= WORK REQUIRED =
Copy each line of the records below, from the first through the one that contains "use indexmap::IndexMap;", exactly as written.

= PROVIDED RECORDS =

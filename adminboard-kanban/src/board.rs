//! RecordBoard - the in-memory record collection shared with the host module
//!
//! The host's CRUD paths and the commit controller both mutate it. No method
//! holds a guard across an await point.

use crate::types::{Record, RecordId, Status};
use indexmap::IndexMap;
use std::sync::{Mutex, MutexGuard, PoisonError, RwLock, RwLockReadGuard, RwLockWriteGuard};

/// Records keyed by id, in host insertion order
#[derive(Debug, Default)]
pub struct RecordBoard {
    records: RwLock<IndexMap<RecordId, Record>>,
}

impl RecordBoard {
    pub fn new() -> Self {
        Self::default()
    }

    /// Create a board pre-loaded with `records`
    pub fn with_records(records: impl IntoIterator<Item = Record>) -> Self {
        let board = Self::new();
        for record in records {
            board.insert(record);
        }
        board
    }

    // =========================================================================
    // Host CRUD
    // =========================================================================

    /// Insert or replace a record, returning the previous version
    pub fn insert(&self, record: Record) -> Option<Record> {
        self.write().insert(record.id.clone(), record)
    }

    /// Replace a record that is already on the board.
    ///
    /// Returns the previous version, or `None` (and stores nothing) when the
    /// record is absent.
    pub fn replace(&self, record: Record) -> Option<Record> {
        let mut records = self.write();
        let slot = records.get_mut(&record.id)?;
        Some(std::mem::replace(slot, record))
    }

    /// Remove a record, returning it if it existed
    pub fn remove(&self, id: &RecordId) -> Option<Record> {
        self.write().shift_remove(id)
    }

    pub fn get(&self, id: &RecordId) -> Option<Record> {
        self.read().get(id).cloned()
    }

    pub fn contains(&self, id: &RecordId) -> bool {
        self.read().contains_key(id)
    }

    /// Copy of every record, in insertion order
    pub fn snapshot(&self) -> Vec<Record> {
        self.read().values().cloned().collect()
    }

    pub fn len(&self) -> usize {
        self.read().len()
    }

    pub fn is_empty(&self) -> bool {
        self.read().is_empty()
    }

    // =========================================================================
    // Engine mutations
    // =========================================================================

    /// Set the status of a record, returning the record as it was before.
    ///
    /// `None` means the record is not (or no longer) on the board.
    pub fn swap_status(&self, id: &RecordId, status: Status) -> Option<Record> {
        let mut records = self.write();
        let record = records.get_mut(id)?;
        let before = record.clone();
        record.status = status;
        Some(before)
    }

    fn read(&self) -> RwLockReadGuard<'_, IndexMap<RecordId, Record>> {
        self.records.read().unwrap_or_else(PoisonError::into_inner)
    }

    fn write(&self) -> RwLockWriteGuard<'_, IndexMap<RecordId, Record>> {
        self.records.write().unwrap_or_else(PoisonError::into_inner)
    }
}

/// Lock a mutex, recovering the data if a previous holder panicked
pub(crate) fn lock<T>(mutex: &Mutex<T>) -> MutexGuard<'_, T> {
    mutex.lock().unwrap_or_else(PoisonError::into_inner)
}

#[cfg(test)]
mod tests {
    use super::*;
    use crate::types::RecordKind;

    fn record(id: u64) -> Record {
        Record::new(id, RecordKind::KpiTask, format!("KPI-{:03}", id), "업무")
    }

    #[test]
    fn test_insert_replace_remove() {
        let board = RecordBoard::new();
        assert!(board.insert(record(1)).is_none());
        assert!(board.insert(record(1).with_team("영업팀")).is_some());
        assert_eq!(board.len(), 1);
        assert_eq!(board.get(&1u64.into()).unwrap().team, "영업팀");

        assert!(board.remove(&1u64.into()).is_some());
        assert!(board.is_empty());
    }

    #[test]
    fn test_replace_only_existing() {
        let board = RecordBoard::new();
        assert!(board.replace(record(4)).is_none());
        assert!(board.is_empty());

        board.insert(record(4));
        let previous = board.replace(record(4).with_status(Status::OnHold)).unwrap();
        assert_eq!(previous.status, Status::Waiting);
        assert_eq!(board.get(&4u64.into()).unwrap().status, Status::OnHold);
    }

    #[test]
    fn test_snapshot_keeps_insertion_order() {
        let board = RecordBoard::with_records([record(3), record(1), record(2)]);
        let ids: Vec<String> = board.snapshot().iter().map(|r| r.id.to_string()).collect();
        assert_eq!(ids, vec!["3", "1", "2"]);

        board.remove(&1u64.into());
        let ids: Vec<String> = board.snapshot().iter().map(|r| r.id.to_string()).collect();
        assert_eq!(ids, vec!["3", "2"]);
    }

    #[test]
    fn test_swap_status_returns_previous() {
        let board = RecordBoard::with_records([record(7)]);
        let before = board.swap_status(&7u64.into(), Status::Done).unwrap();

        assert_eq!(before.status, Status::Waiting);
        assert_eq!(board.get(&7u64.into()).unwrap().status, Status::Done);
    }

    #[test]
    fn test_swap_status_on_missing_record() {
        let board = RecordBoard::new();
        assert!(board.swap_status(&9u64.into(), Status::Done).is_none());
    }
}
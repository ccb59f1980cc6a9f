//! Audit deduplication
//!
//! Two effects watching derived state (say "latest revision" and "latest
//! revision date") can both report the same change from one upload. The
//! deduplicator collapses identical audit keys accepted within a window.
//! This is a heuristic for same-process double firing, not a transactional
//! guarantee.

use crate::board::lock;
use crate::error::{KanbanError, Result};
use crate::types::{AuditAction, AuditLogEntry, RecordId};
use adminboard_config::AuditConfig;
use adminboard_config::ConfigError;
use lru::LruCache;
use std::num::NonZeroUsize;
use std::sync::Mutex;
use std::time::Duration;
use tokio::time::Instant;
use tracing::debug;

/// Identity of an audit entry for deduplication purposes
#[derive(Debug, Clone, PartialEq, Eq, Hash)]
pub struct DedupKey {
    pub record_id: RecordId,
    pub action: AuditAction,
    pub before: String,
    pub after: String,
}

impl DedupKey {
    pub fn of(entry: &AuditLogEntry) -> Self {
        Self {
            record_id: entry.record_id.clone(),
            action: entry.action,
            before: entry.before_value.clone(),
            after: entry.after_value.clone(),
        }
    }
}

/// Time-expiring memory of recently accepted audit keys.
///
/// `capacity` is a soft cap. Once reached, expired keys are reclaimed
/// before a new one is stored; a key still inside its window is never
/// evicted, so the cache grows past the cap under a burst.
#[derive(Debug)]
pub struct AuditDeduplicator {
    accepted: Mutex<LruCache<DedupKey, Instant>>,
    capacity: NonZeroUsize,
    window: Duration,
}

impl AuditDeduplicator {
    pub fn new(capacity: NonZeroUsize, window: Duration) -> Self {
        Self {
            accepted: Mutex::new(LruCache::unbounded()),
            capacity,
            window,
        }
    }

    /// Build from configuration; zero capacity is rejected
    pub fn from_config(config: &AuditConfig) -> Result<Self> {
        let capacity = NonZeroUsize::new(config.dedup_capacity).ok_or_else(|| {
            KanbanError::from(ConfigError::invalid_value(
                "audit.dedup_capacity",
                "must be at least 1",
            ))
        })?;
        Ok(Self::new(capacity, config.dedup_window()))
    }

    pub fn window(&self) -> Duration {
        self.window
    }

    pub fn capacity(&self) -> NonZeroUsize {
        self.capacity
    }

    /// Decide whether `key` should be written now
    pub fn should_emit(&self, key: &DedupKey) -> bool {
        self.should_emit_at(key, Instant::now())
    }

    /// Decide whether `key` should be written at `now`.
    ///
    /// Suppressed when the same key was accepted less than `window` ago.
    /// Otherwise the key is remembered with `now` and `true` is returned.
    pub fn should_emit_at(&self, key: &DedupKey, now: Instant) -> bool {
        let mut accepted = lock(&self.accepted);
        if let Some(at) = accepted.peek(key) {
            if now.saturating_duration_since(*at) < self.window {
                return false;
            }
        }
        if accepted.len() >= self.capacity.get() {
            self.reclaim_expired(&mut accepted, now);
        }
        accepted.put(key.clone(), now);
        true
    }

    fn reclaim_expired(&self, accepted: &mut LruCache<DedupKey, Instant>, now: Instant) {
        let expired: Vec<DedupKey> = accepted
            .iter()
            .filter(|(_, at)| now.saturating_duration_since(**at) >= self.window)
            .map(|(key, _)| key.clone())
            .collect();
        for key in &expired {
            accepted.pop(key);
        }
        if accepted.len() >= self.capacity.get() {
            debug!(
                live = accepted.len(),
                capacity = self.capacity.get(),
                "audit dedup cache above capacity, all entries still inside window"
            );
        }
    }

    /// Forget an accepted key so an immediate retry is not suppressed
    pub fn release(&self, key: &DedupKey) {
        lock(&self.accepted).pop(key);
    }

    pub fn len(&self) -> usize {
        lock(&self.accepted).len()
    }

    pub fn is_empty(&self) -> bool {
        self.len() == 0
    }
}

#[cfg(test)]
mod tests {
    use super::*;

    fn key(record: u64, before: &str, after: &str) -> DedupKey {
        DedupKey {
            record_id: record.into(),
            action: AuditAction::Update,
            before: before.into(),
            after: after.into(),
        }
    }

    fn dedup(capacity: usize) -> AuditDeduplicator {
        AuditDeduplicator::new(
            NonZeroUsize::new(capacity).unwrap(),
            Duration::from_millis(2000),
        )
    }

    #[test]
    fn test_duplicate_inside_window_is_suppressed() {
        let dedup = dedup(16);
        let start = Instant::now();

        assert!(dedup.should_emit_at(&key(7, "대기", "진행"), start));
        assert!(!dedup.should_emit_at(&key(7, "대기", "진행"), start + Duration::from_millis(1999)));
    }

    #[test]
    fn test_duplicate_after_window_is_emitted() {
        let dedup = dedup(16);
        let start = Instant::now();

        assert!(dedup.should_emit_at(&key(7, "대기", "진행"), start));
        assert!(dedup.should_emit_at(&key(7, "대기", "진행"), start + Duration::from_millis(2100)));
    }

    #[test]
    fn test_window_boundary_is_exclusive() {
        let dedup = dedup(16);
        let start = Instant::now();

        assert!(dedup.should_emit_at(&key(1, "a", "b"), start));
        assert!(dedup.should_emit_at(&key(1, "a", "b"), start + Duration::from_millis(2000)));
    }

    #[test]
    fn test_suppression_does_not_extend_window() {
        let dedup = dedup(16);
        let start = Instant::now();

        assert!(dedup.should_emit_at(&key(1, "a", "b"), start));
        assert!(!dedup.should_emit_at(&key(1, "a", "b"), start + Duration::from_millis(1500)));
        assert!(dedup.should_emit_at(&key(1, "a", "b"), start + Duration::from_millis(2050)));
    }

    #[test]
    fn test_different_values_are_independent() {
        let dedup = dedup(16);
        let now = Instant::now();

        assert!(dedup.should_emit_at(&key(1, "a", "b"), now));
        assert!(dedup.should_emit_at(&key(1, "b", "a"), now));
        assert!(dedup.should_emit_at(&key(2, "a", "b"), now));
        assert_eq!(dedup.len(), 3);
    }

    #[test]
    fn test_live_keys_survive_past_capacity() {
        let dedup = dedup(16);
        let now = Instant::now();

        assert!(dedup.should_emit_at(&key(0, "대기", "진행"), now));
        for record in 1..=16 {
            assert!(dedup.should_emit_at(&key(record, "대기", "진행"), now));
        }
        assert_eq!(dedup.len(), 17);
        assert!(!dedup.should_emit_at(&key(0, "대기", "진행"), now));
    }

    #[test]
    fn test_single_slot_keeps_live_key_on_interleave() {
        let dedup = dedup(1);
        let now = Instant::now();

        assert!(dedup.should_emit_at(&key(1, "a", "b"), now));
        assert!(dedup.should_emit_at(&key(2, "a", "b"), now));
        assert!(!dedup.should_emit_at(&key(1, "a", "b"), now));
    }

    #[test]
    fn test_expired_keys_reclaimed_at_capacity() {
        let dedup = dedup(2);
        let start = Instant::now();

        assert!(dedup.should_emit_at(&key(1, "a", "b"), start));
        assert!(dedup.should_emit_at(&key(2, "a", "b"), start));
        let later = start + Duration::from_millis(2500);
        assert!(dedup.should_emit_at(&key(3, "a", "b"), later));
        assert_eq!(dedup.len(), 1);
    }

    #[test]
    fn test_release_allows_retry() {
        let dedup = dedup(4);
        let now = Instant::now();

        assert!(dedup.should_emit_at(&key(1, "a", "b"), now));
        dedup.release(&key(1, "a", "b"));
        assert!(dedup.should_emit_at(&key(1, "a", "b"), now));
    }

    #[test]
    fn test_from_config_rejects_zero_capacity() {
        let config = AuditConfig {
            dedup_window_ms: 2000,
            dedup_capacity: 0,
        };
        assert!(matches!(
            AuditDeduplicator::from_config(&config),
            Err(KanbanError::Config(_))
        ));
    }

    #[tokio::test(start_paused = true)]
    async fn test_should_emit_uses_runtime_clock() {
        let dedup = AuditDeduplicator::from_config(&AuditConfig::default()).unwrap();

        assert!(dedup.should_emit(&key(7, "대기", "진행")));
        tokio::time::advance(Duration::from_millis(1000)).await;
        assert!(!dedup.should_emit(&key(7, "대기", "진행")));
        tokio::time::advance(Duration::from_millis(1100)).await;
        assert!(dedup.should_emit(&key(7, "대기", "진행")));
    }
}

= RESULT =
filename adminboard-kanban/src/board.rs
//! RecordBoard - the in-memory record collection shared with the host module
//!
//! The host's CRUD paths and the commit controller both mutate it. No method
//! holds a guard across an await point.

use crate::types::{Record, RecordId, Status};
use indexmap::IndexMap;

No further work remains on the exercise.